Hari-hari ini, begitu banyak kisah maling berdasi berseliweran. Ada tiga peristiwa penting yang bertautan erat dengan korupsi atau maling itu tadi. Masing-masing ada perwakilan dan kelompoknya.

Pagi tadi, suami-istri, politikus, seorang perempuan bupati, suaminya legeslator pusat, terkena OTT KPK. Jual beli jabatan di daerah, demikian sedikit yang sempat terbaca. Hal yang lumrah, ketika naik dengan uang, pastinya slot jabatan itu ada jual beli.

Mirisnya adalah suami-istri kena bareng. Bayangin bagaimana anak-anak mereka selama ini, makan dari uang malingan? Ke depan juga seperti apa hidup mereka, dengan label anak maling dua-duanya. Toh akan biasa saja, ada uang, semua bisa terselesaikan juga.

Kedua, wakil ketua KPK terbukti bertemu pihak berperkara di KPK. Hukuman pelanggaran etik berat dengan potong gaji 40% selama setahun.  Hal yang sangat aneh, atau itu sebuah kebiasaan, fenomena gunung es, di mana sudah sangat biasa kisah dan pertemuan demikian?

Maling

Pantas penolakan dewan pengawas dulu demikian kuat justru dari orang dalam KPK. Cukup aneh, sekelas komisioner tapi begitu fatal, bertemu dengan pihak yang sedang ada masalah dengan KPK. Kecurigaan sangat mungkin terjadi.

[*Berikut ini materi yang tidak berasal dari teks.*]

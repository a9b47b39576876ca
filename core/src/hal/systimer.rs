//! High resolution timer
//!
//! Handshake pacing needs sleeps far below the kernel scheduler resolution
//! (~20 µs); those are busy-waited against the SoC's free-running counter.
//! Longer sleeps are handed to the kernel.

use std::path::Path;
use std::thread;
use std::time::{Duration, Instant};

use anyhow::Result;

use super::board::SocProfile;
use super::regs::RegWindow;

/// Sleeps at or above this go through the kernel
const SCHEDULER_FLOOR_NS: u64 = 20_000;

/// ARM timer block: control register and free-running counter
const ARMT_CONTROL: usize = 0x40C;
const ARMT_FREERUN: usize = 0x420;
/// Free-running counter enable in the control register
const ARMT_CTRL_FREE_ENABLE: u32 = 1 << 9;

pub enum SysTimer {
    Raspberry(RaspberryTimer),
    Portable(PortableTimer),
}

impl SysTimer {
    /// Probe for the SoC timer block; degrade to the portable clock when
    /// the register window cannot be mapped (non-Pi hosts, missing
    /// privileges). The portable clock skips sub-microsecond sleeps, which
    /// reduces bus compliance on fast initiators.
    pub fn new(soc: &SocProfile) -> Self {
        match RaspberryTimer::new(soc) {
            Ok(t) => Self::Raspberry(t),
            Err(e) => {
                log::warn!("Hardware timer unavailable ({e:#}), using portable clock");
                Self::Portable(PortableTimer::new())
            }
        }
    }

    pub fn portable() -> Self {
        Self::Portable(PortableTimer::new())
    }

    /// Monotonic timestamp in nanoseconds
    pub fn now_ns(&self) -> u64 {
        match self {
            Self::Raspberry(t) => t.now_ns(),
            Self::Portable(t) => t.now_ns(),
        }
    }

    /// Sleep for at least `ns` nanoseconds without overshooting by more
    /// than one counter tick.
    pub fn sleep_ns(&self, ns: u64) {
        match self {
            Self::Raspberry(t) => t.sleep_ns(ns),
            Self::Portable(t) => t.sleep_ns(ns),
        }
    }

    pub fn sleep_us(&self, us: u64) {
        self.sleep_ns(us * 1000);
    }
}

/// Busy-wait timer backed by the ARM free-running counter
pub struct RaspberryTimer {
    armt: RegWindow,
    /// Nanoseconds per counter tick
    tick_ns: u64,
    epoch: Instant,
}

impl RaspberryTimer {
    fn new(soc: &SocProfile) -> Result<Self> {
        let armt = RegWindow::map(
            Path::new("/dev/mem"),
            soc.peripheral_base + SocProfile::ARMTIMER_OFFSET,
            0x1000,
        )?;

        // Enable the free-running counter, prescaler 1. It is clocked from
        // the APB bus at half the core frequency.
        armt.write(ARMT_CONTROL, armt.read(ARMT_CONTROL) | ARMT_CTRL_FREE_ENABLE);
        let tick_ns = 2_000_000_000 / u64::from(soc.core_freq);

        log::info!("ARM free-running counter mapped, {tick_ns} ns/tick");

        Ok(Self {
            armt,
            tick_ns: tick_ns.max(1),
            epoch: Instant::now(),
        })
    }

    fn now_ns(&self) -> u64 {
        self.epoch.elapsed().as_nanos() as u64
    }

    fn sleep_ns(&self, ns: u64) {
        // Below one tick there is nothing to wait for
        if ns < self.tick_ns {
            return;
        }
        if ns >= SCHEDULER_FLOOR_NS {
            thread::sleep(Duration::from_nanos(ns));
            return;
        }

        let ticks = ns.div_ceil(self.tick_ns) as u32;
        let start = self.armt.read(ARMT_FREERUN);
        while self.armt.read(ARMT_FREERUN).wrapping_sub(start) < ticks {
            std::hint::spin_loop();
        }
    }
}

/// Portable fallback: monotonic clock, spin for short waits
pub struct PortableTimer {
    epoch: Instant,
}

impl PortableTimer {
    pub fn new() -> Self {
        Self {
            epoch: Instant::now(),
        }
    }

    fn now_ns(&self) -> u64 {
        self.epoch.elapsed().as_nanos() as u64
    }

    fn sleep_ns(&self, ns: u64) {
        // Sub-microsecond waits are skipped entirely; the monotonic clock
        // cannot resolve them reliably.
        if ns < 1_000 {
            return;
        }
        if ns >= SCHEDULER_FLOOR_NS {
            thread::sleep(Duration::from_nanos(ns));
            return;
        }

        let deadline = self.epoch.elapsed() + Duration::from_nanos(ns);
        while self.epoch.elapsed() < deadline {
            std::hint::spin_loop();
        }
    }
}

#[cfg(test)]
mod tests {
    use super::*;

    #[test]
    fn portable_now_monotonic() {
        let t = PortableTimer::new();
        let a = t.now_ns();
        let b = t.now_ns();
        assert!(b >= a);
    }

    #[test]
    fn portable_short_sleep_returns() {
        let t = PortableTimer::new();
        let before = t.now_ns();
        t.sleep_ns(5_000);
        assert!(t.now_ns() - before >= 5_000);
    }

    #[test]
    fn portable_subtick_sleep_is_noop() {
        let t = PortableTimer::new();
        // Must not panic or stall
        t.sleep_ns(400);
    }
}
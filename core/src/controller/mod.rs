//! Per-target-ID phase state machine
//!
//! One controller exists per addressed SCSI ID. `process()` is entered
//! when the orchestrator observes a Selection naming this ID and walks
//! the whole phase sequence to BusFree, driving the target side of every
//! handshake. Logical units decide *what* to answer; the controller owns
//! *how* the bytes move.

pub mod orchestrator;

use num_traits::ToPrimitive;

use crate::bus::{
    cdb_len, BusPhase, DataSample, ScsiBus, Signal, StatusCode, MSG_ABORT, MSG_BUS_DEVICE_RESET,
    MSG_COMMAND_COMPLETE, MSG_IDENTIFY, MSG_NO_OPERATION, MSG_REJECT,
};
use crate::targets::sense::{
    SenseKey, ASC_INVALID_COMMAND_OPERATION_CODE, ASC_LOGICAL_UNIT_NOT_SUPPORTED,
};
use crate::targets::{LogicalUnit, TargetUnits, UnitCmdResult};

/// How a command sequence ended
#[derive(Debug, Clone, Copy, PartialEq, Eq)]
enum Outcome {
    /// Walked to BusFree normally
    Complete,
    /// RST observed; bus released, units attention-latched
    Reset,
    /// Handshake died (initiator gone); bus released
    Abandoned,
}

pub struct Controller {
    target_id: u8,
    phase: BusPhase,
    initiator_id: Option<u8>,
    /// LUN from IDENTIFY, valid for the current selection only
    identify_lun: Option<u8>,
    cdb: [u8; 16],
    status: StatusCode,
    message: u8,
    /// Transfer bookkeeping for the block pump
    blocks_remaining: u32,
    next_block: u64,
    /// One-block transfer buffer, reused across commands
    buffer: Vec<u8>,
}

Ketiga, makan malam antara Anies Baswedan dengan pengawasnya, padahal bagian pengawas sudah mau menggulirkan hak bertanya. Ingat, sekadar bertanya, mengapa begitu repot menutup akses dan menolak menjawab? Kan sepele, jika tidak ada apa-apa yang jawab saja, malah memperlihatkan semakin gamblang ada apa-apa.

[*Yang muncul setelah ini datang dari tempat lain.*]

//! slatectl: control CLI for the slate SCSI target daemon
//!
//! Exit codes follow errno conventions: EINVAL for argument problems,
//! ENOTCONN when the daemon socket is unreachable, EIO when the daemon
//! rejects the request.

use std::os::unix::net::UnixStream;
use std::path::PathBuf;
use std::process::exit;

use anyhow::{bail, Context, Result};
use clap::Parser;

use slate_core::control::proto::{read_frame, write_frame};
use slate_core::control::{ControlRequest, ControlResponse, ControlResult, DEFAULT_SOCKET};
use slate_core::targets::DeviceClass;

#[derive(Parser)]
#[command(name = "slatectl", version, about = "Control the slate SCSI target daemon")]
#[command(after_help = r#"EXAMPLES:
    slatectl -i 0 -c attach -t hd -f harddisk.hds      Attach a hard disk
    slatectl -i 2 -c attach -t cd                      Attach an empty CD drive
    slatectl -i 2 -c insert -f image.iso               Insert a CD image
    slatectl -i 2 -c eject                             Eject the medium
    slatectl -i 0 -c detach                            Detach a device
    slatectl --list                                    Show attached devices
    slatectl --create scratch.hds --size 10485760      Create a blank image
    slatectl --log-level debug                         Change the log level
    slatectl --shutdown                                Stop the daemon
"#)]
struct Cli {
    /// Control socket path
    #[arg(short = 's', long, default_value = DEFAULT_SOCKET)]
    socket: PathBuf,

    /// Target SCSI ID (0-7)
    #[arg(short = 'i', long)]
    id: Option<u8>,

    /// Logical unit number (0-31)
    #[arg(short = 'u', long, default_value_t = 0)]
    lun: u8,

    /// Operation: attach, detach, insert, eject, protect, unprotect
    #[arg(short = 'c', long)]
    command: Option<String>,

    /// Device type: hd, rm, mo, cd, dp, lp, br, hs
    #[arg(short = 't', long)]
    device_type: Option<String>,

    /// Image file
    #[arg(short = 'f', long)]
    file: Option<PathBuf>,

    /// Identity override VENDOR:PRODUCT:REVISION
    #[arg(short = 'n', long)]
    name: Option<String>,

    /// Block size (256, 512, 1024, 2048, 4096)
    #[arg(short = 'b', long)]
    block_size: Option<usize>,

    /// List attached devices
    #[arg(long)]
    list: bool,

    /// Show server information
    #[arg(long)]
    server_info: bool,

    /// Set the server log level
    #[arg(long)]
    log_level: Option<String>,

    /// Set reserved IDs (comma separated; empty string clears)
    #[arg(long)]
    reserved_ids: Option<String>,

    /// Create a blank image in the default folder (requires --size)
    #[arg(long)]
    create: Option<String>,

    /// Size in bytes for --create
    #[arg(long)]
    size: Option<u64>,

    /// Delete an image from the default folder
    #[arg(long)]
    delete: Option<String>,

    /// Rename an image, written FROM:TO
    #[arg(long)]
    rename: Option<String>,

    /// Set or query the default image folder
    #[arg(long)]
    default_folder: Option<Option<PathBuf>>,

    /// Stop the bus reactor
    #[arg(long)]
    stop: bool,

    /// Shut the daemon down
    #[arg(long)]
    shutdown: bool,

    /// Print raw JSON responses
    #[arg(long)]
    json: bool,
}

fn build_request(cli: &Cli) -> Result<ControlRequest> {
    if cli.list {
        return Ok(ControlRequest::DevicesInfo);
    }
    if cli.server_info {
        return Ok(ControlRequest::ServerInfo);
    }
    if let Some(level) = &cli.log_level {
        return Ok(ControlRequest::LogLevel {
            level: level.clone(),
        });
    }
    if let Some(ids) = &cli.reserved_ids {
        let ids = ids
            .split(',')
            .filter(|s| !s.is_empty())
            .map(str::parse)
            .collect::<Result<Vec<u8>, _>>()
            .context("Malformed reserved ID list")?;
        return Ok(ControlRequest::ReservedIds { ids: Some(ids) });
    }
    if let Some(file) = &cli.create {
        let size = cli.size.context("--create requires --size")?;
        return Ok(ControlRequest::CreateImage {
            file: file.clone(),
            size,
        });
    }
    if let Some(file) = &cli.delete {
        return Ok(ControlRequest::DeleteImage { file: file.clone() });
    }
    if let Some(spec) = &cli.rename {
        let (from, to) = spec
            .split_once(':')
            .context("--rename expects FROM:TO")?;
        return Ok(ControlRequest::RenameImage {
            from: from.into(),
            to: to.into(),
        });
    }
    if let Some(folder) = &cli.default_folder {
        return Ok(ControlRequest::DefaultImageFolder {
            path: folder.clone(),
        });
    }
    if cli.stop {
        return Ok(ControlRequest::StopBus);
    }
    if cli.shutdown {
        return Ok(ControlRequest::Shutdown);
    }

    // Per-device operations need an ID and a command
    let id = cli.id.context("Missing -i ID")?;
    let command = cli.command.as_deref().context("Missing -c COMMAND")?;
    let lun = cli.lun;

    let parse_class = |cli: &Cli| -> Result<DeviceClass> {
        let t = cli.device_type.as_deref().context("Missing -t TYPE")?;
        t.parse()
            .map_err(|_| anyhow::anyhow!("Unknown device type '{t}'"))
    };

    // One-letter shortcuts are accepted like the full words
    Ok(match command {
        "attach" | "a" => ControlRequest::Attach {
            id,
            lun,
            class: parse_class(cli)?,
            file: cli.file.clone(),
            block_size: cli.block_size,
            name: cli.name.clone(),
        },
        "detach" | "d" => ControlRequest::Detach { id, lun },
        "insert" | "i" => ControlRequest::Insert {
            id,
            lun,
            file: cli.file.clone().context("Missing -f FILE")?,
        },
        "eject" | "e" => ControlRequest::Eject { id, lun },
        "protect" | "p" => ControlRequest::Protect { id, lun },
        "unprotect" | "u" => ControlRequest::Unprotect { id, lun },
        other => bail!("Unknown command '{other}'"),
    })
}

fn print_response(response: &ControlResponse, json: bool) -> Result<()> {
    if json {
        println!("{}", serde_json::to_string_pretty(response)?);
        return Ok(());
    }

    match response {
        ControlResponse::Ok => println!("OK"),
        ControlResponse::Devices { devices } => {
            if devices.is_empty() {
                println!("No devices attached");
                return Ok(());
            }
            println!("ID:LUN  TYPE  SIZE        STATUS      FILE");
            for d in devices {
                let size = d.blocks * d.block_size as u64;
                let mut flags = Vec::new();
                if !d.media_present {
                    flags.push("no media");
                }
                if d.protected {
                    flags.push("protected");
                }
                if d.locked {
                    flags.push("locked");
                }
                let status = if flags.is_empty() {
                    "ready".to_string()
                } else {
                    flags.join(",")
                };
                println!(
                    "{:>2}:{:<3}  {:<4}  {:>10}  {:<10}  {}",
                    d.id,
                    d.lun,
                    d.class.to_string(),
                    size,
                    status,
                    d.file
                        .as_ref()
                        .map_or(String::new(), |f| f.display().to_string()),
                );
            }
        }
        ControlResponse::Server {
            version,
            image_folder,
            reserved_ids,
            log_level,
        } => {
            println!("Server version: {version}");
            println!("Image folder:   {}", image_folder.display());
            println!("Reserved IDs:   {reserved_ids:?}");
            println!("Log level:      {log_level}");
        }
        ControlResponse::ReservedIds { ids } => println!("Reserved IDs: {ids:?}"),
        ControlResponse::ImageFolder { path } => println!("{}", path.display()),
    }
    Ok(())
}

fn main() {
    let cli = Cli::parse();

    let request = match build_request(&cli) {
        Ok(r) => r,
        Err(e) => {
            eprintln!("Error: {e:#}");
            exit(libc::EINVAL);
        }
    };

    let stream = match UnixStream::connect(&cli.socket) {
        Ok(s) => s,
        Err(e) => {
            eprintln!("Cannot reach server at {}: {e}", cli.socket.display());
            exit(libc::ENOTCONN);
        }
    };

    let result: Result<ControlResult> = (|| {
        let mut writer = stream.try_clone()?;
        let mut reader = std::io::BufReader::new(stream);
        write_frame(&mut writer, &request)?;
        Ok(read_frame(&mut reader)?)
    })();

    match result {
        Ok(Ok(response)) => {
            if let Err(e) = print_response(&response, cli.json) {
                eprintln!("Error: {e:#}");
                exit(libc::EIO);
            }
        }
        Ok(Err(server_error)) => {
            eprintln!("Error: {server_error}");
            exit(libc::EIO);
        }
        Err(e) => {
            eprintln!("Connection error: {e:#}");
            exit(libc::ENOTCONN);
        }
    }
}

Pihak pengawas dari Golkar juga lebih mempertontonkan kenaifannya dengan mengatakan nambah pekerjaan. Lha kan emang pekerjaannya mengawasi. Kalau tidak suka mengawasi eksekutif ngapain nyalon dewan? Lagi-lagi  tidak tahu tugas dan esensi pekerjaan dan fungsinya.

Tiga fakta yang memilukan, di tengah pandemi. Maling berdasi masih saja berkeliaran. Sikap menyesal saja tidak ada, lha kog mau dijadikan penyuluh antikorupsi.  Ganti saja istilah dengan maling, bandit, rampok, dan sejenisnya. Korupsi terlalu halus, sehingga mereka tidak malu. Malah seolah bangga.

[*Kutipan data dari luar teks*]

#[cfg(test)]
mod tests {
    use super::*;
    use std::fs;

    fn state(dir: &tempfile::TempDir) -> ServerState {
        let (tx, _rx) = crossbeam_channel::unbounded();
        ServerState::new(dir.path().to_path_buf(), AccessMode::Raw, tx)
    }

    fn make_image(dir: &tempfile::TempDir, name: &str, bytes: usize) {
        fs::write(dir.path().join(name), vec![0u8; bytes]).unwrap();
    }

    fn attach_req(id: u8, class: DeviceClass, file: Option<&str>) -> ControlRequest {
        ControlRequest::Attach {
            id,
            lun: 0,
            class,
            file: file.map(PathBuf::from),
            block_size: None,
            name: None,
        }
    }

    #[test]
    fn attach_and_detach_hd() {
        let dir = tempfile::tempdir().unwrap();
        make_image(&dir, "disk.hds", 512 * 16);
        let mut st = state(&dir);

        st.apply(&attach_req(1, DeviceClass::Hd, Some("disk.hds")))
            .unwrap();
        assert!(st.devices.target(1).unit(0).is_some());

        // Double attach is refused
        let err = st
            .apply(&attach_req(1, DeviceClass::Hd, Some("disk.hds")))
            .unwrap_err();
        assert!(matches!(err, ControlError::Occupied { id: 1, lun: 0 }));

        st.apply(&ControlRequest::Detach { id: 1, lun: 0 }).unwrap();
        assert!(st.devices.target(1).unit(0).is_none());
    }

    #[test]
    fn attach_hd_requires_file() {
        let dir = tempfile::tempdir().unwrap();
        let mut st = state(&dir);
        let err = st.apply(&attach_req(0, DeviceClass::Hd, None)).unwrap_err();
        assert!(matches!(err, ControlError::FileRequired { .. }));
    }

    #[test]
    fn attach_missing_file_is_an_image_error() {
        let dir = tempfile::tempdir().unwrap();
        let mut st = state(&dir);
        let err = st
            .apply(&attach_req(0, DeviceClass::Hd, Some("ghost.hds")))
            .unwrap_err();
        assert!(matches!(err, ControlError::Image { .. }));
    }

    #[test]
    fn reserved_id_blocks_attach() {
        let dir = tempfile::tempdir().unwrap();
        make_image(&dir, "disk.hds", 512 * 16);
        let mut st = state(&dir);

        st.apply(&ControlRequest::ReservedIds {
            ids: Some(vec![3]),
        })
        .unwrap();
        let err = st
            .apply(&attach_req(3, DeviceClass::Hd, Some("disk.hds")))
            .unwrap_err();
        assert!(matches!(err, ControlError::ReservedId { id: 3 }));
    }

    #[test]
    fn insert_eject_removable() {
        let dir = tempfile::tempdir().unwrap();
        make_image(&dir, "cd.iso", 2048 * 8);
        let mut st = state(&dir);

        st.apply(&attach_req(2, DeviceClass::Cd, None)).unwrap();

        st.apply(&ControlRequest::Insert {
            id: 2,
            lun: 0,
            file: PathBuf::from("cd.iso"),
        })
        .unwrap();
        assert!(st.devices.target(2).unit(0).unwrap().core().image.is_some());

        // Second insert refused
        let err = st
            .apply(&ControlRequest::Insert {
                id: 2,
                lun: 0,
                file: PathBuf::from("cd.iso"),
            })
            .unwrap_err();
        assert!(matches!(err, ControlError::Invalid { .. }));

        st.apply(&ControlRequest::Eject { id: 2, lun: 0 }).unwrap();
        assert!(st.devices.target(2).unit(0).unwrap().core().image.is_none());
    }

    #[test]
    fn insert_into_fixed_disk_is_unsupported() {
        let dir = tempfile::tempdir().unwrap();
        make_image(&dir, "disk.hds", 512 * 16);
        let mut st = state(&dir);
        st.apply(&attach_req(0, DeviceClass::Hd, Some("disk.hds")))
            .unwrap();

        let err = st
            .apply(&ControlRequest::Insert {
                id: 0,
                lun: 0,
                file: PathBuf::from("disk.hds"),
            })
            .unwrap_err();
        assert!(matches!(err, ControlError::Unsupported));
    }

    #[test]
    fn protect_toggles_write_protection() {
        let dir = tempfile::tempdir().unwrap();
        make_image(&dir, "disk.hds", 512 * 16);
        let mut st = state(&dir);
        st.apply(&attach_req(0, DeviceClass::Hd, Some("disk.hds")))
            .unwrap();

        st.apply(&ControlRequest::Protect { id: 0, lun: 0 }).unwrap();
        assert!(st.devices.target(0).unit(0).unwrap().core().write_protected());

        st.apply(&ControlRequest::Unprotect { id: 0, lun: 0 })
            .unwrap();
        assert!(!st.devices.target(0).unit(0).unwrap().core().write_protected());
    }

    #[test]
    fn devices_info_lists_units() {
        let dir = tempfile::tempdir().unwrap();
        make_image(&dir, "disk.hds", 512 * 16);
        let mut st = state(&dir);
        st.apply(&attach_req(0, DeviceClass::Hd, Some("disk.hds")))
            .unwrap();
        st.apply(&attach_req(4, DeviceClass::Dp, None)).unwrap();

        let ControlResponse::Devices { devices } = st.apply(&ControlRequest::DevicesInfo).unwrap()
        else {
            panic!("wrong response");
        };
        assert_eq!(devices.len(), 2);
        assert_eq!(devices[0].class, DeviceClass::Hd);
        assert_eq!(devices[0].blocks, 16);
        assert_eq!(devices[1].class, DeviceClass::Dp);
    }

    #[test]
    fn create_delete_rename_image() {
        let dir = tempfile::tempdir().unwrap();
        let st = state(&dir);

        st.create_image("new.hds", 512 * 32).unwrap();
        assert_eq!(fs::metadata(dir.path().join("new.hds")).unwrap().len(), 512 * 32);

        // Existing file and bad sizes refused
        assert!(st.create_image("new.hds", 512).is_err());
        assert!(st.create_image("odd.hds", 1000).is_err());

        st.rename_image("new.hds", "renamed.hds").unwrap();
        assert!(dir.path().join("renamed.hds").exists());

        st.delete_image("renamed.hds").unwrap();
        assert!(!dir.path().join("renamed.hds").exists());
    }

    #[test]
    fn image_names_cannot_escape_the_folder() {
        let dir = tempfile::tempdir().unwrap();
        let st = state(&dir);
        assert!(st.create_image("../escape.hds", 512).is_err());
        assert!(st.create_image("a/b.hds", 512).is_err());
        assert!(st.delete_image("..").is_err());
    }

    #[test]
    fn name_override_parsing() {
        let dir = tempfile::tempdir().unwrap();
        make_image(&dir, "disk.hds", 512 * 16);
        let mut st = state(&dir);

        st.apply(&ControlRequest::Attach {
            id: 0,
            lun: 0,
            class: DeviceClass::Hd,
            file: Some(PathBuf::from("disk.hds")),
            block_size: None,
            name: Some("ACME:SUPERDISK:2.0".into()),
        })
        .unwrap();

        let core = st.devices.target(0).unit(0).unwrap().core();
        assert_eq!(core.vendor, "ACME");
        assert_eq!(core.product, "SUPERDISK");
        assert_eq!(core.revision, "2.0");
    }

    #[test]
    fn properties_sidecar_applied_on_attach() {
        let dir = tempfile::tempdir().unwrap();
        make_image(&dir, "disk.hds", 1024 * 16);
        fs::write(
            dir.path().join("disk.hds.properties"),
            r#"{"vendor": "RETRO", "block_size": 1024}"#,
        )
        .unwrap();
        let mut st = state(&dir);

        st.apply(&attach_req(0, DeviceClass::Hd, Some("disk.hds")))
            .unwrap();
        let unit = st.devices.target(0).unit(0).unwrap();
        assert_eq!(unit.core().vendor, "RETRO");
        assert_eq!(unit.capacity(), Some((16, 1024)));
    }
}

Agama masih sebatas ritual, berkelit, berdalih dengan ayat dan kata suci seolah maling menjadi benar. Ini masalah mental, sudah maling, memfitnah Tuhan, dan mengelabui publik. Komplet sudah bobroknya.

Waktunya pembuktian terbalik dan pemiskinan. Hukum keras, tegas, dan usut semua yang memang terkait. Benar salah biar pengadilan yang membuktikan. Hukum mai penegak hukum yang terlibat dalam jual beli pasal dan hukuman. Berikan efek jera bukan malah penghargaan.

Telusuri harta kekayaan para pejabat yang jauh dari profil yang semestinya. Perilaku tamak akan terlihat dari sana. Ini bukan soal iri atau dengki atas kekayaan. Namun bagaimana materi itu diperoleh itu penting.